Goal of the exercise
Using the records below, repeat exactly the lines from the one holding "Result<Option<Map<String, Value>>, ClientSpecificCallError>;" through the one holding "pub struct ClientSpecificRegistry", both ends included, and no others.

[Start of Attachment]

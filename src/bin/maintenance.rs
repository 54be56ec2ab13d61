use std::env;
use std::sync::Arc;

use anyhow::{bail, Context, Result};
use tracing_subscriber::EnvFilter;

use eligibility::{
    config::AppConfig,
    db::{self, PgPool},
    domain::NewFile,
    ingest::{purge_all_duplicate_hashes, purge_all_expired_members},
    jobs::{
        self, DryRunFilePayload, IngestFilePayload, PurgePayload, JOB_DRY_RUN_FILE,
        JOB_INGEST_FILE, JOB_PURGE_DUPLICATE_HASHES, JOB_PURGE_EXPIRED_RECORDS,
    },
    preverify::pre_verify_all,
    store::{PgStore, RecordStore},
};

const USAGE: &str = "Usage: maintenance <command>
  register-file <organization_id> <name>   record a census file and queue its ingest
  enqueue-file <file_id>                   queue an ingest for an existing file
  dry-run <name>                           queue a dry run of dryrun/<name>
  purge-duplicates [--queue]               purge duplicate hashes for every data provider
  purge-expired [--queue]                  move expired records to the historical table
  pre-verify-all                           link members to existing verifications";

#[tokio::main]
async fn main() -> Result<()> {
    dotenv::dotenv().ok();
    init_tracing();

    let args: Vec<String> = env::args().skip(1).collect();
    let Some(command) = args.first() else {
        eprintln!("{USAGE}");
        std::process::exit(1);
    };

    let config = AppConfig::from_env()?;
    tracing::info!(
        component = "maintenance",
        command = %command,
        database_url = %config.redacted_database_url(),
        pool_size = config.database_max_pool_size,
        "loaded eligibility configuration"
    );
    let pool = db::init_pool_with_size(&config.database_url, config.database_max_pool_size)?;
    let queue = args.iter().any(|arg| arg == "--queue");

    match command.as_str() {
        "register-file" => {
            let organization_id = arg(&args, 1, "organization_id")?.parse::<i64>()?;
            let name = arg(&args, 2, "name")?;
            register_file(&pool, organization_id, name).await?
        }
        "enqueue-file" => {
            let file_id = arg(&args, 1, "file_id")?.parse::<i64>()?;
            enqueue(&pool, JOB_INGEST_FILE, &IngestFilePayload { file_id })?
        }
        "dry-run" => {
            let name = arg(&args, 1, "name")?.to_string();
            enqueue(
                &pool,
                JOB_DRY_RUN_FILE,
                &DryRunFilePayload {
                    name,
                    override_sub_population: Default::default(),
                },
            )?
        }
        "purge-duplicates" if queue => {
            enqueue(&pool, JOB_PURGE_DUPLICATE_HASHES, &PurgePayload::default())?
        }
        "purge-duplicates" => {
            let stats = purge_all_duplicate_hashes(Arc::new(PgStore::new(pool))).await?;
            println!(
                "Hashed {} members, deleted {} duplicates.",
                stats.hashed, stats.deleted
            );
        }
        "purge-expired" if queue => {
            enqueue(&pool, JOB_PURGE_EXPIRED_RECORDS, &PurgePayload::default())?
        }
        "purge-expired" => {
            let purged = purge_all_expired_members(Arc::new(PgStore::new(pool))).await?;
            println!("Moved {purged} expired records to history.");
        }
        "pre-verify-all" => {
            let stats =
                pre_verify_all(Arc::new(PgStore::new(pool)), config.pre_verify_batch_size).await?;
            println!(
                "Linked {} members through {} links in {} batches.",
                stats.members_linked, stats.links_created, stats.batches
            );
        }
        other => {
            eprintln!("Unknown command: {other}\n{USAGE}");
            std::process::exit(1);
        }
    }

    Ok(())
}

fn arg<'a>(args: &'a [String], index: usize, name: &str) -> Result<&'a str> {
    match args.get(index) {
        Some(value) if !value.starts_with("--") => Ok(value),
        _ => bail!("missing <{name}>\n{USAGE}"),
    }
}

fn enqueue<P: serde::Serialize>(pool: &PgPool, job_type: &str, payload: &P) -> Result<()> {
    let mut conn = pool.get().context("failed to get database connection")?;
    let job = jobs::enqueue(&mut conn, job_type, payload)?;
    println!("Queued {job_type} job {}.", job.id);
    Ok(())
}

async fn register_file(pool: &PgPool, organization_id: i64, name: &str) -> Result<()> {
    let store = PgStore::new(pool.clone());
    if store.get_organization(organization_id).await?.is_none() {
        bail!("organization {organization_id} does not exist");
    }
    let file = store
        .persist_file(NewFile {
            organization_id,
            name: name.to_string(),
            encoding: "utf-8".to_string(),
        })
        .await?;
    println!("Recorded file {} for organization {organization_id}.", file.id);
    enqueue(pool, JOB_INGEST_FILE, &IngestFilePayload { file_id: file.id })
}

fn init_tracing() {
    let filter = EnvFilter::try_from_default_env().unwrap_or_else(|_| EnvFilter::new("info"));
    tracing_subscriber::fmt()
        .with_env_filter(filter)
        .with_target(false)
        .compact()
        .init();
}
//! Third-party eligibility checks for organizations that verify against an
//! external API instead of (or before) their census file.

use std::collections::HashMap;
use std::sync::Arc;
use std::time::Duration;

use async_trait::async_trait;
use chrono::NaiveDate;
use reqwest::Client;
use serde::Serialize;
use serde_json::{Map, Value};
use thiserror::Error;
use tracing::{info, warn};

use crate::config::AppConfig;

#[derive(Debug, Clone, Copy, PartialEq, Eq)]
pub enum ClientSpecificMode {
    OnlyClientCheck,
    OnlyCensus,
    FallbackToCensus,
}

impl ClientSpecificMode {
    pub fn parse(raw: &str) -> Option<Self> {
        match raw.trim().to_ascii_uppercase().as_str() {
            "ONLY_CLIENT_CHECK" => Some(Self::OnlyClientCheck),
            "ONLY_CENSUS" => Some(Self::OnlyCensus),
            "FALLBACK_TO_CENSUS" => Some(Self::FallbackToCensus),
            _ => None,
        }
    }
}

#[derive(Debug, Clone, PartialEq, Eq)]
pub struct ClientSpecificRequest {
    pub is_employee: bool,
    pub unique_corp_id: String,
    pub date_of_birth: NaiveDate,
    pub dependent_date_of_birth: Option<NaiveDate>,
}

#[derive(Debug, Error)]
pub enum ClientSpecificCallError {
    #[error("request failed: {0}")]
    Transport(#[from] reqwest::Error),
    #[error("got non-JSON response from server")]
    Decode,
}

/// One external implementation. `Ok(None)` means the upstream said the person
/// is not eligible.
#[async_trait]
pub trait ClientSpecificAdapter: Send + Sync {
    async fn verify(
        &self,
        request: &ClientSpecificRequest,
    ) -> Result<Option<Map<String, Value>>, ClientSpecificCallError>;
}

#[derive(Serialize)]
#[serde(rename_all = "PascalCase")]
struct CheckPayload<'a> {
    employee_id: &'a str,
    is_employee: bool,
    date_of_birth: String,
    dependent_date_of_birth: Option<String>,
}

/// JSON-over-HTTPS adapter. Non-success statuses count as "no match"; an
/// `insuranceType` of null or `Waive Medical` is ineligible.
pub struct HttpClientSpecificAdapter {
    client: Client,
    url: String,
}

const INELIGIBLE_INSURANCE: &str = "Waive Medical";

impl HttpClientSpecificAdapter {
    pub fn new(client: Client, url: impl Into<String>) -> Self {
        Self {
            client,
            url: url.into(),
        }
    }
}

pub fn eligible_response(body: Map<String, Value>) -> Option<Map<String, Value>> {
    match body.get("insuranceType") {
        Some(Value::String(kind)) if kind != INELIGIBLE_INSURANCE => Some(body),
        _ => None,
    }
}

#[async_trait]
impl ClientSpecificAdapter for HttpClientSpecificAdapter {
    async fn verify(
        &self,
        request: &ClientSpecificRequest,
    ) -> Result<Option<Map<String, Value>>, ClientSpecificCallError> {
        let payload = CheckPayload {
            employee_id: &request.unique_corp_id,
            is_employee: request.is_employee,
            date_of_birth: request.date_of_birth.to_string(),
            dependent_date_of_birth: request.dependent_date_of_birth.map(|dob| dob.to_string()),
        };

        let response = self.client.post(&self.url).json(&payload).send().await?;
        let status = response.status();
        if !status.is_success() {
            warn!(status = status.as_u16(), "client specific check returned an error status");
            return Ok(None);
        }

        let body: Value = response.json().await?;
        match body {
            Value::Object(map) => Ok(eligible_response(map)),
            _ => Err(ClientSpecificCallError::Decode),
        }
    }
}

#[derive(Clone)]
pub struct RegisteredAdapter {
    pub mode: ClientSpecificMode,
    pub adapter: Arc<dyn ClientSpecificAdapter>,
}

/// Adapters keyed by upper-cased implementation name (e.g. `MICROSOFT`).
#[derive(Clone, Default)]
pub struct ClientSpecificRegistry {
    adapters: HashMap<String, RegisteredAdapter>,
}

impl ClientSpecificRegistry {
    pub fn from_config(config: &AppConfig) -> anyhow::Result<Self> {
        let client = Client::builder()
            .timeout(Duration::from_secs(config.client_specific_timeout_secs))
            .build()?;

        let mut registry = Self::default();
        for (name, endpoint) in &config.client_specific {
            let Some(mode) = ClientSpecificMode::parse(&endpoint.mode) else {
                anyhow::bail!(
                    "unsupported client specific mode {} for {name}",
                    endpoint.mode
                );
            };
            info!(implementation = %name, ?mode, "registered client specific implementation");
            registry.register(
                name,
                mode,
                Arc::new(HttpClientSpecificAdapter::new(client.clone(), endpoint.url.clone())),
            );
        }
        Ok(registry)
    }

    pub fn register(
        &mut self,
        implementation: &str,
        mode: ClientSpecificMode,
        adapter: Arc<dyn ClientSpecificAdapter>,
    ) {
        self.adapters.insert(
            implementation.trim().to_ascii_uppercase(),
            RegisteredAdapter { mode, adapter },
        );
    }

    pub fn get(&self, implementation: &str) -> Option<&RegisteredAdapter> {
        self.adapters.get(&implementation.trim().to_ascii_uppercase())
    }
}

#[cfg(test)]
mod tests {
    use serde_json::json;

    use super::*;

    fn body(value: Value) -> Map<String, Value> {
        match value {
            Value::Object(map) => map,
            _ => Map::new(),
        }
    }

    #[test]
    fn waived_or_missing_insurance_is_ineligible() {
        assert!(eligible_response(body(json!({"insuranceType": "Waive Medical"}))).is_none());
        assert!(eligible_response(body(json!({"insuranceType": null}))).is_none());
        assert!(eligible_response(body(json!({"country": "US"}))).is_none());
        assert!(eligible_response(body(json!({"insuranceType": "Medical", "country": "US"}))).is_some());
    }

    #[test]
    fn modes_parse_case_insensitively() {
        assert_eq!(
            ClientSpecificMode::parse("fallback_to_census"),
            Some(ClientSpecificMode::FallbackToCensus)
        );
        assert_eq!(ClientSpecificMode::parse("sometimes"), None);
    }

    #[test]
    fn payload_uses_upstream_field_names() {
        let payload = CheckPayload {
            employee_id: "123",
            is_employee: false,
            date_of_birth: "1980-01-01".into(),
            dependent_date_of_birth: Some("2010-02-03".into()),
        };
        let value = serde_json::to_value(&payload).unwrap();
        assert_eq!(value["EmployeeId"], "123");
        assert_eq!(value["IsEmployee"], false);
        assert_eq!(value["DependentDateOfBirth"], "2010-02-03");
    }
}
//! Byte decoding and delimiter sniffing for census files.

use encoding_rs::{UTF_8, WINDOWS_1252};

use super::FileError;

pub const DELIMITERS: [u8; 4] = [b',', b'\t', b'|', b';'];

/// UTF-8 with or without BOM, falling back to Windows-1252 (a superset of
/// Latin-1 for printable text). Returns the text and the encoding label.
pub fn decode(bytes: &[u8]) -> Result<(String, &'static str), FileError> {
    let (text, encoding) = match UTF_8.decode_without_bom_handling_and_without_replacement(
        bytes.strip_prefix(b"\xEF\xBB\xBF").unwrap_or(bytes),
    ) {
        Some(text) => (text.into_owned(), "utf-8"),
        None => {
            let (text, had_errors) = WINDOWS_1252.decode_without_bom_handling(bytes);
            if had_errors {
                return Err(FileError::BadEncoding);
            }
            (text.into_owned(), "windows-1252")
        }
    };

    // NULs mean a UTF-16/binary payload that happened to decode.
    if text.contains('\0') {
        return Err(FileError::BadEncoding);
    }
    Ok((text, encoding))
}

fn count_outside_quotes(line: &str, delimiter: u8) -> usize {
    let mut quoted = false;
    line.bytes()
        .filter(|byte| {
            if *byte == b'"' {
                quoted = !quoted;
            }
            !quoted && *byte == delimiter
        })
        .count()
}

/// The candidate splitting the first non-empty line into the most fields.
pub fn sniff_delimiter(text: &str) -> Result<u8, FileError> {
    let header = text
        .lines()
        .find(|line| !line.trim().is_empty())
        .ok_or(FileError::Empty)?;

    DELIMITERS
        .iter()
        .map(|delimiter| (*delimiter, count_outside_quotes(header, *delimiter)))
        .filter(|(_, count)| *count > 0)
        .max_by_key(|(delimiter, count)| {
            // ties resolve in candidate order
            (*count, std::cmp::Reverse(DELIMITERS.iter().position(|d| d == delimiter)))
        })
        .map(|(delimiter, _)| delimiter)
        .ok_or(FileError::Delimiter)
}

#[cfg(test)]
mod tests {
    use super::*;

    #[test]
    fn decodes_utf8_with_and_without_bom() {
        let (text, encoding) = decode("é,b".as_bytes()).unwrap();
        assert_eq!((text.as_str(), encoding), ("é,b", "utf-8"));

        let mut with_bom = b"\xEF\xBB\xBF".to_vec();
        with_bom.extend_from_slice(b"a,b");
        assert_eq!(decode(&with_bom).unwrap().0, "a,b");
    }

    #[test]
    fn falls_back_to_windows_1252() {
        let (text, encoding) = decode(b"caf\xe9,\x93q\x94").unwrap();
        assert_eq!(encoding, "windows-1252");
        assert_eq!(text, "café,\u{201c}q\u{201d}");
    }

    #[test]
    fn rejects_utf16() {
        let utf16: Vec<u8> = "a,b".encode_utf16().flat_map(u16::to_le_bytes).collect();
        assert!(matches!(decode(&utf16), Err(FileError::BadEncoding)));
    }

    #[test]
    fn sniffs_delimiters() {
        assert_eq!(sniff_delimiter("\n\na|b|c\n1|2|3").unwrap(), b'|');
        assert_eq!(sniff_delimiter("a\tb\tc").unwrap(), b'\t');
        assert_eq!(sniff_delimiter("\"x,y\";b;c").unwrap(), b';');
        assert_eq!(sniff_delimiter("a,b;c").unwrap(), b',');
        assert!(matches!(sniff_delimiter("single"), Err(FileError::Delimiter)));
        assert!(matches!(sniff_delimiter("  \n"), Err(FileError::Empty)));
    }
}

[End of Attachment]
[Start of Attachment]

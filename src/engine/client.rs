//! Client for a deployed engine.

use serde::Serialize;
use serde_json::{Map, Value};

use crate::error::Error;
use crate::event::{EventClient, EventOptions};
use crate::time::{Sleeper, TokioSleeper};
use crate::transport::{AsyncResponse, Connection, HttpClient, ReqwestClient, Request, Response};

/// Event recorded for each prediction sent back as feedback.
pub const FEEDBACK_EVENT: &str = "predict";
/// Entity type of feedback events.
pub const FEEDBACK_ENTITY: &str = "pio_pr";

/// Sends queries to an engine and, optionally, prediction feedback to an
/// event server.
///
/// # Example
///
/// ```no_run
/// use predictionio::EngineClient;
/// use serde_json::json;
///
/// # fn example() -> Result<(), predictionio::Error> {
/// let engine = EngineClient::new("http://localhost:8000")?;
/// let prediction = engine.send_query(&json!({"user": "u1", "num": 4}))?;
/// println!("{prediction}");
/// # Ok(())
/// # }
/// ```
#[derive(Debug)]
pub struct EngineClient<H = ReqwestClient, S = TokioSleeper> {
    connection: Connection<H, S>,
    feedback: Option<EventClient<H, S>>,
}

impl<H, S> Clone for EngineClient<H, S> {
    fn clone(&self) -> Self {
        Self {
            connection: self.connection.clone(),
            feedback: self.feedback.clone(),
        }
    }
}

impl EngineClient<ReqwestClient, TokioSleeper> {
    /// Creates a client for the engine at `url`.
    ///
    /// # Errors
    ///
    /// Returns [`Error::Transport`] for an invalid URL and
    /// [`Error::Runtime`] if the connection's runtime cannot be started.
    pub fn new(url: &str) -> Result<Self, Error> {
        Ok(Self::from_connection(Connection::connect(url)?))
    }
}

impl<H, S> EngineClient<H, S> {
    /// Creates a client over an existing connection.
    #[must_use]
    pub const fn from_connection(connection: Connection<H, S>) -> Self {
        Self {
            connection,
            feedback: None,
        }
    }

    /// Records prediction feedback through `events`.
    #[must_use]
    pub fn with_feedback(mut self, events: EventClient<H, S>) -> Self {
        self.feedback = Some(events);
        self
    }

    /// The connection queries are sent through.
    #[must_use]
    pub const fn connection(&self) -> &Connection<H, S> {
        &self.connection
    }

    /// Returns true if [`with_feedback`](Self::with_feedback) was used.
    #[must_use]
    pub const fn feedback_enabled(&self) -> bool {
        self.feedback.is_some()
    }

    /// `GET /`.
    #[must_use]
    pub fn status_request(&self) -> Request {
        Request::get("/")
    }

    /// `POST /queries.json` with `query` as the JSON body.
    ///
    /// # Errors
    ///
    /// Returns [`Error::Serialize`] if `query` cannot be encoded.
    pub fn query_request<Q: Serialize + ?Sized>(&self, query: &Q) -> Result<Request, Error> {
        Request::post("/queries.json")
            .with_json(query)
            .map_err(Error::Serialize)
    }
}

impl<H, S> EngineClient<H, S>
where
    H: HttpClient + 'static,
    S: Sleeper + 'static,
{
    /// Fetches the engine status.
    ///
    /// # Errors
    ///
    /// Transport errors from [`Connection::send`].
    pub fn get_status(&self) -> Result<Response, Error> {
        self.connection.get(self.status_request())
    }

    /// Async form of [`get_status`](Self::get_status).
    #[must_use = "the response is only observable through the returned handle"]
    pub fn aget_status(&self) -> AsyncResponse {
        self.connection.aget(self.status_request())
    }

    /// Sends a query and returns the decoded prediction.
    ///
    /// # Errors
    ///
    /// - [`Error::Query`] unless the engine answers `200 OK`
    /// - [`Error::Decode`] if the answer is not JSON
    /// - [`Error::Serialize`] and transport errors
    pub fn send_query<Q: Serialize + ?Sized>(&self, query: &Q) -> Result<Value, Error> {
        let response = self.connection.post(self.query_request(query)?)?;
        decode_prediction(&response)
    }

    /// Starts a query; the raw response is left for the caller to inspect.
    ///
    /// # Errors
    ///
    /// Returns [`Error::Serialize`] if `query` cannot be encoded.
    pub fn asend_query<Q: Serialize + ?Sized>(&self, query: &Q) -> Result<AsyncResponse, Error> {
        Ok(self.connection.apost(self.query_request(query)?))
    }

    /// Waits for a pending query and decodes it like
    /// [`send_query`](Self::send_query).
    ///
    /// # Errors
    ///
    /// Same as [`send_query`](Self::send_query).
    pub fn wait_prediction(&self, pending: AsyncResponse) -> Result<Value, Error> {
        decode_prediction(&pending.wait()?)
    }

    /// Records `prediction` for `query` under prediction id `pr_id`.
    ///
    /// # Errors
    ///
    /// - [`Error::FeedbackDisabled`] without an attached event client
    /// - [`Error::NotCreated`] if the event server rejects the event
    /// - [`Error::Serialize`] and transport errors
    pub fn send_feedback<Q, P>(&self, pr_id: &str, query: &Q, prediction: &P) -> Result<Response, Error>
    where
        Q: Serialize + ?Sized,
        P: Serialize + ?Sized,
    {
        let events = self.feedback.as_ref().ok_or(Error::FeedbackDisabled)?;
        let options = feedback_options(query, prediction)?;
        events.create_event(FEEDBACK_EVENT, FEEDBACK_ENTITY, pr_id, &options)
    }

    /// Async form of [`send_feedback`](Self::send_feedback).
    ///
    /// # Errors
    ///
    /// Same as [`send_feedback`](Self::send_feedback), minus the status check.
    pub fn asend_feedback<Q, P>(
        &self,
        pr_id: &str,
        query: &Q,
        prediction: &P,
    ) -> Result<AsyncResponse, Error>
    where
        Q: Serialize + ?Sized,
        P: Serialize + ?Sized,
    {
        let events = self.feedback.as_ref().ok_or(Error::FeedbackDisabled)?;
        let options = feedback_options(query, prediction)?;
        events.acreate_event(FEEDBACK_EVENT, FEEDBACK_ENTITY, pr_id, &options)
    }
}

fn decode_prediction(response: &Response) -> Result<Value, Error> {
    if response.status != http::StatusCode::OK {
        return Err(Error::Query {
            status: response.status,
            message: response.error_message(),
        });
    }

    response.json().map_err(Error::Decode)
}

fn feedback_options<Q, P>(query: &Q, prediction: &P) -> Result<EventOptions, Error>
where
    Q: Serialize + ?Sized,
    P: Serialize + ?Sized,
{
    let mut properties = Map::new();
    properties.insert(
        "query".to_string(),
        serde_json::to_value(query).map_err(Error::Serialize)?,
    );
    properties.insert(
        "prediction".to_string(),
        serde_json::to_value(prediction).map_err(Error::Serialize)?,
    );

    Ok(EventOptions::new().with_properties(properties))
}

[End of Attachment]

Reply
    ) -> Result<Option<Map<String, Value>>, ClientSpecificCallError>;
}

#[derive(Serialize)]
#[serde(rename_all = "PascalCase")]
struct CheckPayload<'a> {
    employee_id: &'a str,
    is_employee: bool,
    date_of_birth: String,
    dependent_date_of_birth: Option<String>,
}

/// JSON-over-HTTPS adapter. Non-success statuses count as "no match"; an
/// `insuranceType` of null or `Waive Medical` is ineligible.
pub struct HttpClientSpecificAdapter {
    client: Client,
    url: String,
}

const INELIGIBLE_INSURANCE: &str = "Waive Medical";

impl HttpClientSpecificAdapter {
    pub fn new(client: Client, url: impl Into<String>) -> Self {
        Self {
            client,
            url: url.into(),
        }
    }
}

pub fn eligible_response(body: Map<String, Value>) -> Option<Map<String, Value>> {
    match body.get("insuranceType") {
        Some(Value::String(kind)) if kind != INELIGIBLE_INSURANCE => Some(body),
        _ => None,
    }
}

#[async_trait]
impl ClientSpecificAdapter for HttpClientSpecificAdapter {
    async fn verify(
        &self,
        request: &ClientSpecificRequest,
    ) -> Result<Option<Map<String, Value>>, ClientSpecificCallError> {
        let payload = CheckPayload {
            employee_id: &request.unique_corp_id,
            is_employee: request.is_employee,
            date_of_birth: request.date_of_birth.to_string(),
            dependent_date_of_birth: request.dependent_date_of_birth.map(|dob| dob.to_string()),
        };

        let response = self.client.post(&self.url).json(&payload).send().await?;
        let status = response.status();
        if !status.is_success() {
            warn!(status = status.as_u16(), "client specific check returned an error status");
            return Ok(None);
        }

        let body: Value = response.json().await?;
        match body {
            Value::Object(map) => Ok(eligible_response(map)),
            _ => Err(ClientSpecificCallError::Decode),
        }
    }
}

#[derive(Clone)]
pub struct RegisteredAdapter {
    pub mode: ClientSpecificMode,
    pub adapter: Arc<dyn ClientSpecificAdapter>,
}

/// Adapters keyed by upper-cased implementation name (e.g. `MICROSOFT`).
#[derive(Clone, Default)]
pub struct ClientSpecificRegistry {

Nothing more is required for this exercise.